Guy writes regular columns for local papers in Surrey and Hampshire, contributes to Kitchen Garden magazine and with the rest of the Wisley scientists and advisors contributes to the RHS Help and Advice profiles in The Garden and the RHS website.
Panel members
Professor Jeff Waage
Director of the newly created Centre for Environmental Policy at Imperial College
Jeff Waage is Director of the newly created Centre for Environmental Policy at Imperial College. In 2000, Wye College merged with Imperial College, and after a year was turned into the Agricultural Science Department of that prestigious university.
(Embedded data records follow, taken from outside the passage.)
#![allow(deprecated)]
use assert_cmd::Command;
use predicates::prelude::*;
use tempfile::TempDir;

fn skilltree(dir: &TempDir) -> Command {
    let mut cmd = Command::cargo_bin("skilltree").unwrap();
    cmd.current_dir(dir.path())
        .env("SKILLTREE_ROOT", dir.path())
        .env("SKILLTREE_USER", "ana");
    cmd
}

fn init(dir: &TempDir) {
    skilltree(dir).arg("init").assert().success();
}

fn json_of(cmd: &mut Command) -> serde_json::Value {
    let output = cmd.arg("--json").output().unwrap();
    assert!(
        output.status.success(),
        "{}",
        String::from_utf8_lossy(&output.stderr)
    );
    serde_json::from_slice(&output.stdout).unwrap()
}

/// Create an area; returns (container id, level-1 skill ids in y order).
fn create_area(dir: &TempDir) -> (String, Vec<String>) {
    let body = json_of(skilltree(dir).args(["container", "create", "area", "Climbing"]));
    let id = body["container"]["id"].as_str().unwrap().to_string();
    let skills = body["skills"]
        .as_array()
        .unwrap()
        .iter()
        .map(|s| s["id"].as_str().unwrap().to_string())
        .collect();
    (id, skills)
}

fn master(dir: &TempDir, id: &str) {
    skilltree(dir)
        .args(["skill", "edit", id, "--status", "mastered", "--system"])
        .assert()
        .success();
}

// ---------------------------------------------------------------------------
// init
// ---------------------------------------------------------------------------

#[test]
fn init_creates_config_and_db() {
    let dir = TempDir::new().unwrap();
    skilltree(&dir)
        .arg("init")
        .assert()
        .success()
        .stdout(predicate::str::contains("created"));

    assert!(dir.path().join(".skilltree/config.yaml").exists());
    assert!(dir.path().join(".skilltree/skills.redb").exists());
}

#[test]
fn init_twice_keeps_config() {
    let dir = TempDir::new().unwrap();
    init(&dir);
    skilltree(&dir)
        .arg("init")
        .assert()
        .success()
        .stdout(predicate::str::contains("exists"));
}

#[test]
fn commands_fail_before_init() {
    let dir = TempDir::new().unwrap();
    skilltree(&dir)
        .args(["container", "list"])
        .assert()
        .failure()
        .stderr(predicate::str::contains("skilltree init"));
}

// ---------------------------------------------------------------------------
// containers
// ---------------------------------------------------------------------------

#[test]
fn create_area_generates_level_one() {
    let dir = TempDir::new().unwrap();
    init(&dir);
    let (id, skills) = create_area(&dir);
    assert_eq!(skills.len(), 5);

    let listed = json_of(skilltree(&dir).args(["container", "list"]));
    assert_eq!(listed.as_array().unwrap().len(), 1);
    assert_eq!(listed[0]["id"], id.as_str());
    assert_eq!(listed[0]["unlocked_level"], 1);
}

#[test]
fn container_list_is_per_user() {
    let dir = TempDir::new().unwrap();
    init(&dir);
    create_area(&dir);
    skilltree(&dir)
        .args(["container", "list"])
        .env("SKILLTREE_USER", "bo")
        .assert()
        .success()
        .stdout(predicate::str::contains("No containers."));
}

#[test]
fn unknown_kind_is_rejected_by_the_parser() {
    let dir = TempDir::new().unwrap();
    init(&dir);
    skilltree(&dir)
        .args(["container", "create", "goal", "x"])
        .assert()
        .failure();
}

#[test]
fn other_user_cannot_read_skills() {
    let dir = TempDir::new().unwrap();
    init(&dir);
    let (id, _) = create_area(&dir);
    skilltree(&dir)
        .args(["skill", "list", &id])
        .env("SKILLTREE_USER", "bo")
        .assert()
        .failure()
        .stderr(predicate::str::contains("does not own"));
}

#[test]
fn delete_container_then_show_fails() {
    let dir = TempDir::new().unwrap();
    init(&dir);
    let (id, _) = create_area(&dir);
    skilltree(&dir)
        .args(["container", "delete", &id])
        .assert()
        .success();
    skilltree(&dir)
        .args(["container", "show", &id])
        .assert()
        .failure()
        .stderr(predicate::str::contains("container not found"));
}

// ---------------------------------------------------------------------------
// skills
// ---------------------------------------------------------------------------

#[test]
fn sixth_skill_in_a_level_fails() {
    let dir = TempDir::new().unwrap();
    init(&dir);
    let (id, _) = create_area(&dir);
    skilltree(&dir)
        .args(["skill", "add", &id, "Overhang"])
        .assert()
        .failure()
        .stderr(predicate::str::contains("level 1 already holds 5 skills"));
}

#[test]
fn mastering_the_gate_opens_level_two() {
    let dir = TempDir::new().unwrap();
    init(&dir);
    let (id, skills) = create_area(&dir);
    for s in &skills[1..4] {
        master(&dir, s);
    }
    skilltree(&dir)
        .args(["skill", "edit", &skills[4], "--status", "available", "--system"])
        .assert()
        .success();

    let toggled = json_of(skilltree(&dir).args(["skill", "toggle", &skills[4]]));
    assert_eq!(toggled["outcome"], "changed");
    assert_eq!(toggled["level_change"]["level"], 2);

    let listed = json_of(skilltree(&dir).args(["skill", "list", &id]));
    assert_eq!(listed.as_array().unwrap().len(), 10);
}

#[test]
fn gate_toggle_is_refused_while_level_is_open() {
    let dir = TempDir::new().unwrap();
    init(&dir);
    let (_, skills) = create_area(&dir);
    skilltree(&dir)
        .args(["skill", "edit", &skills[4], "--status", "available", "--system"])
        .assert()
        .success();
    skilltree(&dir)
        .args(["skill", "toggle", &skills[4]])
        .assert()
        .success()
        .stdout(predicate::str::contains("Rejected"));
}

#[test]
fn insert_shifts_and_delete_restores() {
    let dir = TempDir::new().unwrap();
    init(&dir);
    let (id, skills) = create_area(&dir);

    let before = json_of(skilltree(&dir).args(["skill", "list", &id]));
    let last_y = before[4]["y"].as_i64().unwrap();

    let inserted = json_of(skilltree(&dir).args(["skill", "insert", &skills[1], "Smearing"]));
    let new_id = inserted["id"].as_str().unwrap().to_string();

    let shifted = json_of(skilltree(&dir).args(["skill", "list", &id]));
    let gate = shifted
        .as_array()
        .unwrap()
        .iter()
        .find(|s| s["id"] == skills[4].as_str())
        .unwrap();
    assert_eq!(gate["y"].as_i64().unwrap(), last_y + 150);

    skilltree(&dir)
        .args(["skill", "delete", &new_id])
        .assert()
        .success();
    let restored = json_of(skilltree(&dir).args(["skill", "list", &id]));
    assert_eq!(restored[4]["y"].as_i64().unwrap(), last_y);
}

#[test]
fn move_at_edge_reports_no_change() {
    let dir = TempDir::new().unwrap();
    init(&dir);
    let (_, skills) = create_area(&dir);
    let moved = json_of(skilltree(&dir).args(["skill", "move", &skills[0], "up"]));
    assert_eq!(moved["moved"], false);
}

// ---------------------------------------------------------------------------
// levels, reconcile, check
// ---------------------------------------------------------------------------

#[test]
fn generate_level_twice_creates_once() {
    let dir = TempDir::new().unwrap();
    init(&dir);
    let (id, _) = create_area(&dir);
    let first = json_of(skilltree(&dir).args(["level", "generate", &id, "2"]));
    assert_eq!(first["created"], true);
    let second = json_of(skilltree(&dir).args(["level", "generate", &id, "2"]));
    assert_eq!(second["created"], false);
    assert_eq!(second["skills"].as_array().unwrap().len(), 5);
}

#[test]
fn check_reports_consistent_container() {
    let dir = TempDir::new().unwrap();
    init(&dir);
    let (id, _) = create_area(&dir);
    skilltree(&dir)
        .args(["check", &id])
        .assert()
        .success()
        .stdout(predicate::str::contains("consistent"));
}

#[test]
fn reconcile_all_runs_without_a_container() {
    let dir = TempDir::new().unwrap();
    init(&dir);
    create_area(&dir);
    let body = json_of(skilltree(&dir).arg("reconcile"));
    assert!(body["changed"].is_array());
}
Jeff was Head of Agricultural Sciences from 2001, and following Faculty restructuring in 2004, also Head of the Department of Environmental Science and Technology until these two departments closed this year. He started his academic career at Imperial College in 1978, and left in 1986 to head the International Institute of Biological Control, part of the Commonwealth Agricultural Bureau. After 15 years in various positions in international agricultural development, he returned to Imperial and its new campus at Wye. Jeff is a pest management specialist by training, and has been involved in establishing a number of international initiatives to reduce pesticides, train farmers in sustainable agriculture and prevent the introduction of new alien pests. He helped to establish and subsequently chaired the Global Invasive Species Programme. Jeff is a member of the Defra Science Advisory Council and chair of its Epidemic Diseases subgroup, an advisor to the DTI Foresight project on the detection and identification of infectious diseases, and member of research council panels for BBSRC and ESRC RELU.
Martin Ward (Plant Health, Department for Environment, Food and Rural Affairs)
Martin Ward graduated in Agricultural Botany from the University of Reading in 1980, then worked in Swaziland for three years, following which he did a Masters in Plant Pathology at Imperial College. Joining the Plant Health and Seeds Inspectorate (PHSI) of what was then MAFF, in 1985, Martin trained for two years at the Worcester office before being sent to cover PHSI work in Essex. In 1992, he moved to Plant Health HQ (then at Whitehall, now in York) to develop the plant passport regime for the EC Single Market. Since 1998 he has been UK representative on the EC Standing Committee on Plant Health, developing policy for quarantine pests and diseases. When not at work he battles with slugs on an allotment.